Data examined by Liesner and colleagues demonstrated that 8 of the 66 previously untreated patients receiving Nuwiq for 20 or more exposure days developed a high-titer inhibitor following a median of 11.5 exposure days (range, 6 to 24). Five patients developed low-titer inhibitors; 4 of these (80%) were transient. Two patients developed an inhibitor after 20 exposure days, although only one was a high-titer inhibitor.

The cumulative incidence of high-titer inhibitors among previously untreated patients receiving Nuwiq was 12.8% (95% CI, 4.49 to 21.15) for high-titer inhibitors, 8.4% (95% CI, 1.28 to 15.59) for low-titer inhibitors and 20.8% (95% CI, 10.68 to 30.95) for all inhibitors. No inhibitors were observed after 25 exposure days and the rate of inhibitor development has been consistent since the study was initiated.

Among patients in whom F8 gene mutation analysis was available (n = 59), 1 patient had no identifiable mutation (1.7%). Mutations associated with a high risk of inhibitor development were noted in 44 patients (74.6%); null mutations were identified in 47 patients (81%).

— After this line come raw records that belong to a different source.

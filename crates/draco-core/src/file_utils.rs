use crate::file_reader_factory::FileReaderFactory;
use crate::file_writer_factory::FileWriterFactory;
use crate::status::{DracoError, Status, StatusOr};

/// Splits `full_path` at the last `/` or `\`. A bare file name lives in `.`.
pub fn split_path(full_path: &str) -> (String, String) {
    match full_path.rfind(&['/', '\\'][..]) {
        Some(pos) => (full_path[..pos].to_string(), full_path[pos + 1..].to_string()),
        None => (".".to_string(), full_path.to_string()),
    }
}

/// Lower-cased extension without the dot, empty when there is none.
pub fn lowercase_file_extension(file_name: &str) -> String {
    let (_, base) = split_path(file_name);
    match base.rfind('.') {
        Some(pos) if pos + 1 < base.len() => base[pos + 1..].to_lowercase(),
        _ => String::new(),
    }
}

/// Reads `file_name` through the registered file readers.
pub fn read_file_to_buffer(file_name: &str) -> StatusOr<Vec<u8>> {
    let mut reader = FileReaderFactory::open_reader(file_name)
        .ok_or_else(|| DracoError::IoError(format!("Unable to open {}", file_name)))?;
    let mut buffer = Vec::new();
    if !reader.read_file_to_buffer(&mut buffer) {
        return Err(DracoError::IoError(format!("Unable to read {}", file_name)));
    }
    Ok(buffer)
}

/// Writes `buffer` to `file_name` through the registered file writers.
pub fn write_buffer_to_file(buffer: &[u8], file_name: &str) -> Status {
    let mut writer = FileWriterFactory::open_writer(file_name)
        .ok_or_else(|| DracoError::IoError(format!("Unable to open {} for writing", file_name)))?;
    if !writer.write(buffer) {
        return Err(DracoError::IoError(format!("Unable to write {}", file_name)));
    }
    Ok(())
}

The causative F8 gene mutation was seen in 12 of 13 patients who developed inhibitors, all of which were null; all but one were high-risk mutations.

“Previously untreated patients treated with Nuwiq for [20 or more] exposure days had a 12.8% cumulative incidence of high-titer inhibitors at the time of interim analysis, despite the fact that 81% of patients had gene mutations known to be associated with increased inhibitor risk (eg, null mutations),” the researchers wrote. “These interim data support the low rate of inhibitor development in previously untreated patients treated with Nuwiq, a human-cell derived recombinant FVIII.” – by Julia Ernst, MS

Reference:

Liesner R, et al. Abstract 327. Presented at: ASH Annual Meeting and Exposition; Dec. 3-6, 2016; San Diego.

Disclosures: Leisner reports receiving consulting fees, honoraria and research funding from Baxalta Innovations GmbH, a wholly owned, indirect subsidiary of Shire; consulting fees, honoraria and speakers bureau fees from Bayer; consulting fees, honoraria and research funding from Biogen; consulting fees, honoraria and research funding from BPL; research funding from Cangene; consulting fees, honoraria and research funding from CSL Behring; consulting fees and honoraria from Grifols; consulting fees, honoraria, research funding and speakers bureau fees from Octapharma; consulting fees, honoraria and research funding from Pfizer; and consulting fees, honoraria, research funding and speakers bureau fees from Sobi. Please see the full study for a list of all other researchers’ relevant financial disclosures.